Тринадцать секунд проходят, но ты все пьешь. Пьешь около двадцати пяти - за это время мимо проходит официант в золотой ливрее, пронося на руке красиво сервированное блюдо. За эти секунды толстый доедает и пытается встать из-за стола; денег с него не берут - это владелец этого ресторана. За эти секунды ты выпиваешь бокал до дна. Он не обычный - из него обычно пьют бароло и барбареско. Но тебе все равно. Выпиваешь, не зная, из чего - а она за это время смахивает две слезинки, росой повисших на ее длинных и черных ресницах. Машинально кивает и ты киваешь в ответ.

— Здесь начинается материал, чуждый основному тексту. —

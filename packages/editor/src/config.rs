use crate::notices::{MAX_NOTICE_DURATION, MIN_NOTICE_DURATION};
use hierarchy_document::DEFAULT_ROOT_NAME;
use serde::{Deserialize, Serialize};
use std::time::Duration;

/// Per-deployment session behaviour
#[derive(Debug, Clone, PartialEq, Eq, Serialize, Deserialize)]
#[serde(rename_all = "camelCase")]
pub struct SessionConfig {
    /// Root label when neither a document nor a framework name is known
    #[serde(default = "default_root_name")]
    pub default_root_name: String,

    /// Save after every committed edit instead of only on request
    #[serde(default)]
    pub auto_save: bool,

    /// How long notices stay up, clamped to 4000..=5000
    #[serde(default = "default_notice_duration_ms")]
    pub notice_duration_ms: u64,

    /// Undo depth, 0 for unlimited
    #[serde(default = "default_max_history")]
    pub max_history: usize,

    /// Delay before a dispatched navigation settles
    #[serde(default = "default_navigation_settle_ms")]
    pub navigation_settle_ms: u64,
}

fn default_root_name() -> String {
    DEFAULT_ROOT_NAME.to_string()
}

fn default_notice_duration_ms() -> u64 {
    4000
}

fn default_max_history() -> usize {
    100
}

fn default_navigation_settle_ms() -> u64 {
    10
}

impl SessionConfig {
    pub fn notice_duration(&self) -> Duration {
        Duration::from_millis(self.notice_duration_ms).clamp(MIN_NOTICE_DURATION, MAX_NOTICE_DURATION)
    }

    pub fn navigation_settle(&self) -> Duration {
        Duration::from_millis(self.navigation_settle_ms)
    }

    pub fn with_auto_save(mut self, auto_save: bool) -> Self {
        self.auto_save = auto_save;
        self
    }
}

impl Default for SessionConfig {
    fn default() -> Self {
        Self {
            default_root_name: default_root_name(),
            auto_save: false,
            notice_duration_ms: default_notice_duration_ms(),
            max_history: default_max_history(),
            navigation_settle_ms: default_navigation_settle_ms(),
        }
    }
}

#[cfg(test)]
mod tests {
    use super::*;

    #[test]
    fn test_parse_config() {
        let json = r#"{
            "defaultRootName": "Controls",
            "autoSave": true,
            "noticeDurationMs": 9000,
            "maxHistory": 0
        }"#;

        let config: SessionConfig = serde_json::from_str(json).unwrap();
        assert_eq!(config.default_root_name, "Controls");
        assert!(config.auto_save);
        assert_eq!(config.notice_duration(), Duration::from_millis(5000));
        assert_eq!(config.max_history, 0);
        assert_eq!(config.navigation_settle_ms, 10);
    }

    #[test]
    fn test_default_config() {
        let config: SessionConfig = serde_json::from_str("{}").unwrap();
        assert_eq!(config, SessionConfig::default());
        assert_eq!(config.default_root_name, "Framework Root");
        assert!(!config.auto_save);
        assert_eq!(config.notice_duration(), Duration::from_millis(4000));
    }
}
use crate::driver::{DriverHandle, HostEvent};
use notify::{Config, Event, EventKind, RecommendedWatcher, RecursiveMode, Watcher as NotifyWatcher};
use std::path::{Path, PathBuf};
use std::sync::mpsc::{channel, Receiver};
use std::time::Duration;
use thiserror::Error;
use tracing::{debug, info, warn};

#[derive(Error, Debug)]
pub enum WatcherError {
    #[error("Failed to create watcher: {0}")]
    CreateError(#[from] notify::Error),

    #[error("Watch error: {0}")]
    WatchError(String),
}

pub type WatcherResult<T> = Result<T, WatcherError>;

/// Watches a single document file for external changes.
///
/// The parent directory is watched rather than the file, since saves
/// replace the file by rename.
pub struct DocumentWatcher {
    _watcher: RecommendedWatcher,
    receiver: Receiver<notify::Result<Event>>,
    path: PathBuf,
}

impl DocumentWatcher {
    pub fn new(path: impl Into<PathBuf>) -> WatcherResult<Self> {
        let path = path.into();
        let dir = match path.parent() {
            Some(parent) if !parent.as_os_str().is_empty() => parent.to_path_buf(),
            _ => PathBuf::from("."),
        };
        if path.file_name().is_none() {
            return Err(WatcherError::WatchError(format!(
                "{} does not name a file",
                path.display()
            )));
        }

        let (tx, rx) = channel();

        let mut watcher = RecommendedWatcher::new(
            move |res| {
                let _ = tx.send(res);
            },
            Config::default(),
        )?;

        watcher.watch(&dir, RecursiveMode::NonRecursive)?;
        info!(path = %path.display(), "Watching hierarchy document");

        Ok(Self {
            _watcher: watcher,
            receiver: rx,
            path,
        })
    }

    pub fn path(&self) -> &Path {
        &self.path
    }

    /// Block until the document changes. `None` once the watcher is gone.
    pub fn next_change(&self) -> Option<Event> {
        loop {
            match self.receiver.recv() {
                Ok(Ok(event)) if self.concerns_document(&event) => return Some(event),
                Ok(Ok(_)) => continue,
                Ok(Err(err)) => warn!(error = %err, "Watch error"),
                Err(_) => return None,
            }
        }
    }

    /// Like [`next_change`](Self::next_change) but gives up after `timeout`
    pub fn next_change_timeout(&self, timeout: Duration) -> Option<Event> {
        let deadline = std::time::Instant::now() + timeout;
        loop {
            let remaining = deadline.checked_duration_since(std::time::Instant::now())?;
            match self.receiver.recv_timeout(remaining) {
                Ok(Ok(event)) if self.concerns_document(&event) => return Some(event),
                Ok(Ok(_)) => continue,
                Ok(Err(err)) => warn!(error = %err, "Watch error"),
                Err(_) => return None,
            }
        }
    }

    fn concerns_document(&self, event: &Event) -> bool {
        if matches!(event.kind, EventKind::Access(_)) {
            return false;
        }
        let name = self.path.file_name();
        event
            .paths
            .iter()
            .any(|changed| changed.file_name() == name)
    }

    /// Forward each change to a running driver as the new document value.
    /// Runs until the watcher or the driver goes away.
    pub fn forward(self, handle: DriverHandle) {
        while self.next_change().is_some() {
            let document = match std::fs::read_to_string(&self.path) {
                Ok(contents) => Some(contents),
                Err(err) if err.kind() == std::io::ErrorKind::NotFound => None,
                Err(err) => {
                    warn!(path = %self.path.display(), error = %err, "Could not read document");
                    continue;
                }
            };
            debug!(path = %self.path.display(), "Document changed on disk");
            if handle.blocking_send(HostEvent::DocumentChanged(document)).is_err() {
                break;
            }
        }
        debug!("Document watcher stopped");
    }
}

-Я совсем не знаю, что мне делать дальше. Я ненавижу тебя, но я вынужден просить твоего совета касательно...касательно. Я не знаю, в чем моя проблема. У меня либо одна большая, либо вовсе их нет, дело в тебе, в критике, в Ане, в белом и красном, - кстати, вино тоже бывает либо белое либо красное, - не будет денег, побаливает рука, конфликт, контраст, - я взбираюсь по дороге, но понимаю - это путь...

Те, кто еще продолжали разговаривать и наслаждаться обыденностью, банальностью и пошлостью в тот дождливый ноябрьский полдень, замолчали, стоило только этим словам слететь с его губ.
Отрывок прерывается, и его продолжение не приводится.